Lipid oxidation and environmental pollutants are major sources of α,β-unsaturated aldehydes such as acrolein and 4-hydroxynonenal. Acrolein (2-propenal), a major product of organic combustion such as tobacco smoke, represents the most reactive α,β-unsaturated aldehyde, with high reactivity toward nucleophilic targets such as sulfhydryl groups. To investigate how acrolein affects respiratory tract cell activation, we exposed either primary (NHBE) or immortalized human bronchial epithelial cells (HBE1) to 0–25 µM acrolein, and determined effects on basal and tumor necrosis factor-α (TNFα)-induced production of the chemokine interleukin (IL)-8. Cell exposure to acrolein dose-dependently suppressed IL-8 mRNA levels in HBE1 cells (26, 40, and 79% at 5, 10, and 25 µM acrolein concentrations, respectively) and resulted in corresponding decreases in IL-8 production.

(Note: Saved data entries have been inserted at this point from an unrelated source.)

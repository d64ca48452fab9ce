//! HTML parser for extracting SEO metadata
//!
//! This module handles parsing HTML content to extract:
//! - Page title (from the first `<title>` tag)
//! - Meta description (from `<meta name="description">`, name matched case-insensitively)
//! - First `<h1>` heading

use scraper::{ElementRef, Html, Selector};

/// Extracted metadata from an HTML page
///
/// Every field is trimmed; empty values are reported as `None`.
#[derive(Debug, Clone, Default, PartialEq, Eq)]
pub struct ParsedPage {
    /// The page title (from <title> tag)
    pub title: Option<String>,

    /// The meta description content
    pub description: Option<String>,

    /// Text of the first <h1>
    pub h1: Option<String>,
}

/// Parses HTML content and extracts SEO metadata
///
/// Malformed markup is tolerated; whatever the HTML5 parser recovers is
/// used.
///
/// # Example
///
/// ```
/// use seo_sieve::crawler::parse_html;
///
/// let html = r#"<html><head><title> Test </title>
///     <meta name="Description" content="About us"></head>
///     <body><h1>Hello</h1></body></html>"#;
/// let parsed = parse_html(html);
/// assert_eq!(parsed.title.as_deref(), Some("Test"));
/// assert_eq!(parsed.description.as_deref(), Some("About us"));
/// assert_eq!(parsed.h1.as_deref(), Some("Hello"));
/// ```
pub fn parse_html(html: &str) -> ParsedPage {
    let document = Html::parse_document(html);

    ParsedPage {
        title: first_text(&document, "title"),
        description: extract_description(&document),
        h1: first_text(&document, "h1"),
    }
}

/// Trimmed text of the first element matching `selector`
fn first_text(document: &Html, selector: &str) -> Option<String> {
    let selector = Selector::parse(selector).ok()?;

    document
        .select(&selector)
        .next()
        .map(element_text)
        .filter(|s| !s.is_empty())
}

fn element_text(element: ElementRef<'_>) -> String {
    element.text().collect::<String>().trim().to_string()
}

/// Extracts the meta description content
///
/// The first `<meta>` whose `name` equals `description` in any casing and
/// has non-blank content wins.
fn extract_description(document: &Html) -> Option<String> {
    let meta_selector = Selector::parse("meta[name]").ok()?;

    document
        .select(&meta_selector)
        .filter(|element| {
            element
                .value()
                .attr("name")
                .map(|name| attr_eq_ignore_case(name, "description"))
                .unwrap_or(false)
        })
        .filter_map(|element| element.value().attr("content"))
        .map(|content| content.trim().to_string())
        .find(|content| !content.is_empty())
}

/// Case-insensitive attribute value comparison
fn attr_eq_ignore_case(value: &str, expected: &str) -> bool {
    value.trim().eq_ignore_ascii_case(expected)
}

Studies of nuclear factor-κB (NFκB) activation, an essential event in IL-8 production, showed decreased TNFα-induced NFκB activation by acrolein, illustrated by inhibition of nuclear translocation of NFκB and reduced IκBα degradation. Immunochemical analysis of IκB kinase (IKK), a redox-sensitive regulator of NFκB activation, indicated direct modification of the IKK β-subunit by acrolein, suggesting that acrolein may act directly on IKK. In summary, our results demonstrate that acrolein can suppress inflammatory processes in the airways by inhibiting epithelial IL-8 production through direct or indirect inhibitory effects on NFκB activation. Antioxid. Redox Signal. 7, 25–31.